Task directions
Please take the records that follow and repeat exactly the lines starting with the line with "assert_eq!(*rx.borrow(), None);" and going on through the line with "async fn test_new_heights_are_persisted()".
※ ※ ※
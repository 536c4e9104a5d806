//! Chain tip tracking task.
//!
//! Polls a [`BlockNumberCollector`] and publishes the agreed height to the
//! workers over a watch channel. The published value is `None` until the
//! first height is agreed.

use crate::CriticalError;
use relay_chain::{BlockNumberCollector, ChainError};
use relay_storage::{StorageError, StorageService};
use std::sync::Arc;
use std::time::Duration;
use thiserror::Error;
use tokio::sync::watch;
use tokio_util::sync::CancellationToken;

/// Consecutive failed rounds tolerated before the tip is declared lost.
pub const MAX_CONSECUTIVE_ERR: usize = 5;

const WORKER: &str = "tip";

/// Reasons a tip round did not produce a height.
#[derive(Debug, Error)]
pub enum TipError {
	#[error("No height agreed yet")]
	Unknown,
	#[error(transparent)]
	Chain(#[from] ChainError),
	/// The height was published but could not be written down.
	#[error("Failed to persist tip: {0}")]
	Persist(#[from] StorageError),
}

/// Publishes the tip of one chain.
pub struct TipState {
	chain: String,
	collector: Arc<BlockNumberCollector>,
	poll_interval: Duration,
	shutdown_on_error: bool,
	storage: Option<Arc<StorageService>>,
	sender: watch::Sender<Option<u64>>,
}

impl TipState {
	pub fn new(
		chain: impl Into<String>,
		collector: Arc<BlockNumberCollector>,
		poll_interval: Duration,
		shutdown_on_error: bool,
	) -> Self {
		let (sender, _) = watch::channel(collector.current());
		Self {
			chain: chain.into(),
			collector,
			poll_interval,
			shutdown_on_error,
			storage: None,
			sender,
		}
	}

	/// Persists every new height under the chain name.
	pub fn with_storage(mut self, storage: Arc<StorageService>) -> Self {
		self.storage = Some(storage);
		self
	}

	pub fn subscribe(&self) -> watch::Receiver<Option<u64>> {
		self.sender.subscribe()
	}

	/// Runs one collection round and publishes the result.
	///
	/// Fails when the round failed, no height has ever been agreed, or a new
	/// height could not be persisted.
	pub async fn poll_once(&self) -> Result<u64, TipError> {
		let height = self.collector.latest_block_number().await?.ok_or(TipError::Unknown)?;

		let current = *self.sender.borrow();
		if current != Some(height) {
			if let Some(storage) = &self.storage {
				storage.store_tip(&self.chain, height).await?;
			}
			self.sender.send_replace(Some(height));
			tracing::trace!(chain = %self.chain, height, "Tip advanced");
		}
		Ok(height)
	}

	/// Polls until cancelled.
	///
	/// With `shutdown_on_error`, [`MAX_CONSECUTIVE_ERR`] failed rounds in a
	/// row are critical. Otherwise failures are only logged. A tip that
	/// cannot be persisted is always critical.
	pub async fn run(self, cancel: CancellationToken) -> Result<(), CriticalError> {
		let mut consecutive_errors = 0usize;
		loop {
			let round = tokio::select! {
				_ = cancel.cancelled() => return Ok(()),
				round = self.poll_once() => round,
			};

			match round {
				Ok(_) => consecutive_errors = 0,
				Err(e @ TipError::Persist(_)) => {
					return Err(CriticalError::new(WORKER, format!("Tip of {}: {}", self.chain, e)));
				},
				Err(e) if self.shutdown_on_error => {
					consecutive_errors += 1;
					tracing::warn!(
						chain = %self.chain,
						error = %e,
						consecutive_errors,
						"Failed to update tip"
					);
					if consecutive_errors >= MAX_CONSECUTIVE_ERR {
						return Err(CriticalError::new(
							WORKER,
							format!(
								"Tip of {} unavailable for {} consecutive rounds: {}",
								self.chain, consecutive_errors, e
							),
						));
					}
				},
				Err(e) => {
					tracing::warn!(chain = %self.chain, error = %e, "Failed to update tip");
				},
			}

			tokio::select! {
				_ = cancel.cancelled() => return Ok(()),
				_ = tokio::time::sleep(self.poll_interval) => {},
			}
		}
	}
}

#[cfg(test)]
mod tests {
	use super::*;
	use async_trait::async_trait;
	use relay_chain::testing::MockConnection;
	use relay_chain::ChainConnection;
	use relay_storage::implementations::memory::{MemoryStorage, MemoryStorageSchema};
	use relay_storage::StorageInterface;
	use relay_types::ConfigSchema;

	/// Backend whose writes always fail.
	struct ReadOnlyStorage;

	#[async_trait]
	impl StorageInterface for ReadOnlyStorage {
		async fn get_bytes(&self, _key: &str) -> Result<Vec<u8>, StorageError> {
			Err(StorageError::NotFound)
		}

		async fn set_bytes(&self, _key: &str, _value: Vec<u8>, _ttl: Option<Duration>) -> Result<(), StorageError> {
			Err(StorageError::Backend("disk full".into()))
		}

		async fn delete(&self, _key: &str) -> Result<(), StorageError> {
			Ok(())
		}

		async fn exists(&self, _key: &str) -> Result<bool, StorageError> {
			Ok(false)
		}

		fn config_schema(&self) -> Box<dyn ConfigSchema> {
			Box::new(MemoryStorageSchema)
		}
	}

	fn tip_state(heights: &[u64], quorum: usize, shutdown_on_error: bool) -> (TipState, Vec<Arc<MockConnection>>) {
		let mocks: Vec<Arc<MockConnection>> = heights
			.iter()
			.enumerate()
			.map(|(i, h)| {
				let m = Arc::new(MockConnection::new(format!("node-{}", i)));
				m.set_block_number(*h);
				m
			})
			.collect();
		let conns = mocks
			.iter()
			.map(|m| m.clone() as Arc<dyn ChainConnection>)
			.collect();
		let collector = BlockNumberCollector::new(conns, quorum, Duration::from_millis(100)).unwrap();
		(
			TipState::new("dest", Arc::new(collector), Duration::from_millis(10), shutdown_on_error),
			mocks,
		)
	}

	#[tokio::test]
	async fn test_poll_publishes_agreed_height() {
		let (tip, _mocks) = tip_state(&[100, 101, 109, 102, 103], 3, true);
		let mut rx = tip.subscribe();
		assert_eq!(*rx.borrow(), None);

		assert_eq!(tip.poll_once().await.unwrap(), 100);
		assert!(rx.has_changed().unwrap());
		assert_eq!(*rx.borrow_and_update(), Some(100));
	}

	#[tokio::test]
	async fn test_new_heights_are_persisted() {
		let storage = Arc::new(StorageService::new(Box::new(MemoryStorage::new())));
		let (tip, mocks) = tip_state(&[50], 1, true);
		let tip = tip.with_storage(storage.clone());

		tip.poll_once().await.unwrap();
		assert_eq!(storage.load_tip("dest").await.unwrap(), Some(50));
		mocks[0].set_block_number(51);
		tip.poll_once().await.unwrap();
		assert_eq!(storage.load_tip("dest").await.unwrap(), Some(51));
	}

	#[tokio::test]
	async fn test_unknown_height_is_reported() {
		let (tip, mocks) = tip_state(&[10], 1, true);
		mocks[0].set_failing(true);
		assert!(matches!(tip.poll_once().await, Err(TipError::Chain(_))));
	}

	#[tokio::test(start_paused = true)]
	async fn test_persist_failure_is_critical_without_shutdown_flag() {
		let storage = Arc::new(StorageService::new(Box::new(ReadOnlyStorage)));
		let (tip, _mocks) = tip_state(&[50], 1, false);
		let tip = tip.with_storage(storage);

		assert!(matches!(tip.poll_once().await, Err(TipError::Persist(_))));
		let err = tip.run(CancellationToken::new()).await.unwrap_err();
		assert_eq!(err.worker, "tip");
		assert!(err.message.contains("persist"));
	}

	#[tokio::test(start_paused = true)]
	async fn test_consecutive_failures_are_critical() {
		let (tip, mocks) = tip_state(&[10, 10], 2, true);
		mocks[1].set_failing(true);

		let err = tip.run(CancellationToken::new()).await.unwrap_err();
		assert_eq!(err.worker, "tip");
	}

	#[tokio::test(start_paused = true)]
	async fn test_failures_only_warn_without_shutdown_flag() {
		let (tip, mocks) = tip_state(&[10, 10], 2, false);
		mocks[1].set_failing(true);
		let cancel = CancellationToken::new();
		let handle = tokio::spawn(tip.run(cancel.clone()));

		tokio::time::sleep(Duration::from_secs(1)).await;
		assert!(!handle.is_finished());
		cancel.cancel();
		assert!(handle.await.unwrap().is_ok());
	}
}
※ ※ ※
Answer below
		assert_eq!(*rx.borrow(), None);

		assert_eq!(tip.poll_once().await.unwrap(), 100);
		assert!(rx.has_changed().unwrap());
		assert_eq!(*rx.borrow_and_update(), Some(100));
	}

	#[tokio::test]
	async fn test_new_heights_are_persisted() {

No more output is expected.